Your job is to set down the stretch of entries that opens with the line containing "controller and record" and closes with the line containing "use crate::types::Trajectory;". Keep both end lines, copy each exactly, and add nothing.

** Opening WORKING DATA block **

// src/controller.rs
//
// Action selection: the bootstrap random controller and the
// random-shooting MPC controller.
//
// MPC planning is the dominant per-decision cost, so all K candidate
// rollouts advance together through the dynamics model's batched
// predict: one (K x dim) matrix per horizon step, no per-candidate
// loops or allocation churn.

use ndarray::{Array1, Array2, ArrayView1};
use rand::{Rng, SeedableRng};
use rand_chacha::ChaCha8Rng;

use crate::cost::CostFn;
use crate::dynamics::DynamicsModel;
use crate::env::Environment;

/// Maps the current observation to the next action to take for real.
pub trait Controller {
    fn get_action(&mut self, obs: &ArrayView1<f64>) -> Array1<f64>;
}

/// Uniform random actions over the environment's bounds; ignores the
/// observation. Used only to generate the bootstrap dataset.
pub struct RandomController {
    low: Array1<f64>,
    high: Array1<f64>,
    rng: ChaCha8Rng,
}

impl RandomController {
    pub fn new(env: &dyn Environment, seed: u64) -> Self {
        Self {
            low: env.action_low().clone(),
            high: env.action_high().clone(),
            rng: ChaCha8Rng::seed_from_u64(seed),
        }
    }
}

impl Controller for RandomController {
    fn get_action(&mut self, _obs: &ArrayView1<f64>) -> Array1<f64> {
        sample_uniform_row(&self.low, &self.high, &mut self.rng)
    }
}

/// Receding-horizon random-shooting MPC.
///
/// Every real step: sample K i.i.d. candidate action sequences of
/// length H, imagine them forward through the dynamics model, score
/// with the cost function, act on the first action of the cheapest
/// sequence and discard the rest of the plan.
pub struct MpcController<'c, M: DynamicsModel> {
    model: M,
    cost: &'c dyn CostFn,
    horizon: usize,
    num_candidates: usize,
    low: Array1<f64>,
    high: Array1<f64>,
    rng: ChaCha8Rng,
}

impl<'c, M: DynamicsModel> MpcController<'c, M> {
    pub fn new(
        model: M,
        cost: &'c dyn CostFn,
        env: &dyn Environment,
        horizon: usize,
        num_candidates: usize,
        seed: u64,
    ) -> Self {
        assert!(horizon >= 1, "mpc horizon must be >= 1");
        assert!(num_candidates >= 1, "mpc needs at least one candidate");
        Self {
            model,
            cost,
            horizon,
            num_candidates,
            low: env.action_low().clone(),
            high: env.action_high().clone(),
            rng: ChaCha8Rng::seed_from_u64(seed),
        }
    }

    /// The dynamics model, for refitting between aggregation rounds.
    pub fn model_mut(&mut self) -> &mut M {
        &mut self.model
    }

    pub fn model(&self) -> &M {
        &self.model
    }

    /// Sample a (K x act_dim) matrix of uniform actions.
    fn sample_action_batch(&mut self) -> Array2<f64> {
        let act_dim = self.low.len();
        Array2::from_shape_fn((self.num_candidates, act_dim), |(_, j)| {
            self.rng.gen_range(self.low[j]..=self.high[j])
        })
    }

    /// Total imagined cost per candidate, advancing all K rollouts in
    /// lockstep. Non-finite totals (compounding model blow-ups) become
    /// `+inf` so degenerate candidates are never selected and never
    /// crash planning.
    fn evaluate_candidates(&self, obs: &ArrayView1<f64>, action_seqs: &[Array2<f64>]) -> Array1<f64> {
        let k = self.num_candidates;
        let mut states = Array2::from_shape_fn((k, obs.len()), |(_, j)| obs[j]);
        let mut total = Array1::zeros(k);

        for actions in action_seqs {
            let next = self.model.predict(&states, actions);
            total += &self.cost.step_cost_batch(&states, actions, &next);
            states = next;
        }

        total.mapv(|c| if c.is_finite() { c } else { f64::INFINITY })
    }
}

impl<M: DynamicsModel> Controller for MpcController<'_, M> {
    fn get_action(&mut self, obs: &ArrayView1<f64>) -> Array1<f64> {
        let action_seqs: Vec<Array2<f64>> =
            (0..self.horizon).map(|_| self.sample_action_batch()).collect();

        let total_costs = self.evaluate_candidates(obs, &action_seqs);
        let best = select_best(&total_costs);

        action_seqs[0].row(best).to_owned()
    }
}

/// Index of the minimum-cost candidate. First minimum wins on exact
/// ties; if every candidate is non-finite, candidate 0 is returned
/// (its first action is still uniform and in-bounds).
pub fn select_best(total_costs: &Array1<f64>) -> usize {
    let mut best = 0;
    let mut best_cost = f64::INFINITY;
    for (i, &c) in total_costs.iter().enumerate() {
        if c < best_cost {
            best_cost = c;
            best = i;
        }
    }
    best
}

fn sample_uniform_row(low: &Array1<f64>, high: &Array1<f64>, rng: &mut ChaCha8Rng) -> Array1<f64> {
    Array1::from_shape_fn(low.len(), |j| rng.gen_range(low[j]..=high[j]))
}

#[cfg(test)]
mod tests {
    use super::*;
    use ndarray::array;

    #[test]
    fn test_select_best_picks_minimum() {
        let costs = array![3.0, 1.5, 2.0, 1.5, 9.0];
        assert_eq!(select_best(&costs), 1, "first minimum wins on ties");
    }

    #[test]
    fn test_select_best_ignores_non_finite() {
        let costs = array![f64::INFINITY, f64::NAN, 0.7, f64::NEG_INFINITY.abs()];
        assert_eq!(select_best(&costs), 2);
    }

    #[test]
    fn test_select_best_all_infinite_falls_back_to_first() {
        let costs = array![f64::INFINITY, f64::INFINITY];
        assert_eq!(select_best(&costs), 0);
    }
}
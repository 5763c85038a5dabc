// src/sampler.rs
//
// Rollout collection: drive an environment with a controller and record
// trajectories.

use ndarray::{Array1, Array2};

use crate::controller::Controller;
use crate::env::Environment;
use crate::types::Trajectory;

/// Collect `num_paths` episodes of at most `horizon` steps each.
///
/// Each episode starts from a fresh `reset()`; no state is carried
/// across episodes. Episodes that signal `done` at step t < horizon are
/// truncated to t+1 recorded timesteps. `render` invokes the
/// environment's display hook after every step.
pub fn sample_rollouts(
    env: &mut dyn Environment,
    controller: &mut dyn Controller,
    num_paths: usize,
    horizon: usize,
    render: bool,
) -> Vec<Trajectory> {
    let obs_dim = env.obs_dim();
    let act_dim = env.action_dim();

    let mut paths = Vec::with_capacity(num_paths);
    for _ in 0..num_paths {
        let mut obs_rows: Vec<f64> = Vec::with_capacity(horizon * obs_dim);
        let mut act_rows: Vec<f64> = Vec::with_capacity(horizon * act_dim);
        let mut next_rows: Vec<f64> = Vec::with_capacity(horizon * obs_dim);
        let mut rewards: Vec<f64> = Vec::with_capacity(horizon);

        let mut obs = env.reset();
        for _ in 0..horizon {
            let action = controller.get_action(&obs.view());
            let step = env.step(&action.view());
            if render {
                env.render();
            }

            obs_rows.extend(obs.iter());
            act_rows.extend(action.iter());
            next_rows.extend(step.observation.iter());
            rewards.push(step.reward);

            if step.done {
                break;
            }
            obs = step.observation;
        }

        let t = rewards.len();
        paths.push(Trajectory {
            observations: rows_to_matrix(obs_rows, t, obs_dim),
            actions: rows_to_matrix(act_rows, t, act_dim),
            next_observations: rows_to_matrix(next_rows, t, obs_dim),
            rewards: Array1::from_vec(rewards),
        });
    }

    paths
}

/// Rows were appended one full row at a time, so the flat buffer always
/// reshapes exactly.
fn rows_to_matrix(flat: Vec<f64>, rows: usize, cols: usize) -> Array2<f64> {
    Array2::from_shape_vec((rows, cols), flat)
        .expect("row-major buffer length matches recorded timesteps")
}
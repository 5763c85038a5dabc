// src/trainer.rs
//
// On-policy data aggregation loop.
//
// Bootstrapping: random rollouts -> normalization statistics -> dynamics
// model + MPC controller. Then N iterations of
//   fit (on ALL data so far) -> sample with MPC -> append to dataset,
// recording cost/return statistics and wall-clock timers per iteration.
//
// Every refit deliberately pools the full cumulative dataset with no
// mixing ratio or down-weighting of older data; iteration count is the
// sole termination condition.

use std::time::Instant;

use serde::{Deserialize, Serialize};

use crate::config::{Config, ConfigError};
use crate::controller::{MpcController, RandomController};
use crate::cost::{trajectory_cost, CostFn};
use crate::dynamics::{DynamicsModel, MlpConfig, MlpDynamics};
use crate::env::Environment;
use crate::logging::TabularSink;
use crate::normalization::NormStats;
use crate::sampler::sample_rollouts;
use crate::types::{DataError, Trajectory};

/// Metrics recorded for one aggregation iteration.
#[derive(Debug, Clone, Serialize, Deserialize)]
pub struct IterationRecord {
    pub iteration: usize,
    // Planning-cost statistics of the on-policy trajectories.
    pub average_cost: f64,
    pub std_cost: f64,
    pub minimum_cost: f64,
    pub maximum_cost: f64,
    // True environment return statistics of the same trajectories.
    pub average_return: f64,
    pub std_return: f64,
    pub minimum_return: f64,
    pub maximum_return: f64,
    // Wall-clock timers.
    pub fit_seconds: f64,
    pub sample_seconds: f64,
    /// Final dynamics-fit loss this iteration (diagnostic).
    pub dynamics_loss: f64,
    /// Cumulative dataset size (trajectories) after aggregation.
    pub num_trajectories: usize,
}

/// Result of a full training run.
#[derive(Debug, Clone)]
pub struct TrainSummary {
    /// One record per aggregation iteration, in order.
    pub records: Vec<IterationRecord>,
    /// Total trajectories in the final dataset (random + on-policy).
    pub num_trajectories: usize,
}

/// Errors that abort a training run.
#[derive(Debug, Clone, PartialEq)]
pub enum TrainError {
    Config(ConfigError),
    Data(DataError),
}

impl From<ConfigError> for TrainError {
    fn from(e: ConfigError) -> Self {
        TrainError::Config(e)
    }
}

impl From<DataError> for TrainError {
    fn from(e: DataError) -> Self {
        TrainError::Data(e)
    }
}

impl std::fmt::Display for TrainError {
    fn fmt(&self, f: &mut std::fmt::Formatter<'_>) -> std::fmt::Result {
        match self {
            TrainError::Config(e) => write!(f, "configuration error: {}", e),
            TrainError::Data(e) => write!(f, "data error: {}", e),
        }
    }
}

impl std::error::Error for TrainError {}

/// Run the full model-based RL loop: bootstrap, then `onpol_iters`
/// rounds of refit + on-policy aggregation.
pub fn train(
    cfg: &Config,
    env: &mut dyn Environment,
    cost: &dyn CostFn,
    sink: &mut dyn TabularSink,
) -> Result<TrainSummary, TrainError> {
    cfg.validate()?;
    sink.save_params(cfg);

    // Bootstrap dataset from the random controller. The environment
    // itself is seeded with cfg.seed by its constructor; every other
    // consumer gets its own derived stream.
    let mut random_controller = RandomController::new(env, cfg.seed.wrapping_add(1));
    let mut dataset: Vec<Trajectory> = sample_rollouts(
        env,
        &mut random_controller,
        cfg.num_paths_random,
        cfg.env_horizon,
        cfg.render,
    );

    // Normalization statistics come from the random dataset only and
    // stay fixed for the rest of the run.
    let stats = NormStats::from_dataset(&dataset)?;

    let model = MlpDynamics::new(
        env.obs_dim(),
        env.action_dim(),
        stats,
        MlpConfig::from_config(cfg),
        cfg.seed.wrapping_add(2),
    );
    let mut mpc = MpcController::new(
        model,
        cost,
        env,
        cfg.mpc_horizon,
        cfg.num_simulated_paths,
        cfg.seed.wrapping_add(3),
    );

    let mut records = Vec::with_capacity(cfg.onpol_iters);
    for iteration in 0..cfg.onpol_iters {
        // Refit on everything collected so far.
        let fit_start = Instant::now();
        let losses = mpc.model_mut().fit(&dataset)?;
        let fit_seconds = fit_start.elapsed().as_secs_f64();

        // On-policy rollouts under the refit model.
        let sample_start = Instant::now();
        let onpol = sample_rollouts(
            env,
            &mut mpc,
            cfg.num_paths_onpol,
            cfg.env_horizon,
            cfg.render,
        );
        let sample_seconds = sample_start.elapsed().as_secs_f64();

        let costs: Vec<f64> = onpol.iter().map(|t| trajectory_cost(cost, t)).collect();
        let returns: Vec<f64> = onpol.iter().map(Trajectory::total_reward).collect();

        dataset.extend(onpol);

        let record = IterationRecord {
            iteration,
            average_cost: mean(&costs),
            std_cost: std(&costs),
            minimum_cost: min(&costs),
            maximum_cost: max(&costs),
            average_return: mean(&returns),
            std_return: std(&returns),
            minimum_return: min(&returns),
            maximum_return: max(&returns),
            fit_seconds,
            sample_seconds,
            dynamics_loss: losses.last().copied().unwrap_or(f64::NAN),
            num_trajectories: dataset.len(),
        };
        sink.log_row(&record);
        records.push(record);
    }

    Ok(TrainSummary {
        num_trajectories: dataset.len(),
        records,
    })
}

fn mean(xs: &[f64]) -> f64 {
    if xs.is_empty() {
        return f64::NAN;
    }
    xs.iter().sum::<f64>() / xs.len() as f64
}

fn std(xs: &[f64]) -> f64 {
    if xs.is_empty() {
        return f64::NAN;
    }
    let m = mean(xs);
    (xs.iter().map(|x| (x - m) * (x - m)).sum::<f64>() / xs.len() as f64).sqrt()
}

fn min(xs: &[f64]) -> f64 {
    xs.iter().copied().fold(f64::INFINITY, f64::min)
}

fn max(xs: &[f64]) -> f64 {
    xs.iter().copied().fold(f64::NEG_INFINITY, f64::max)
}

** Closing WORKING DATA block **

SOLUTION TO THIS TASK:
// Rollout collection: drive an environment with a controller and record
// trajectories.

use ndarray::{Array1, Array2};

use crate::controller::Controller;
use crate::env::Environment;
use crate::types::Trajectory;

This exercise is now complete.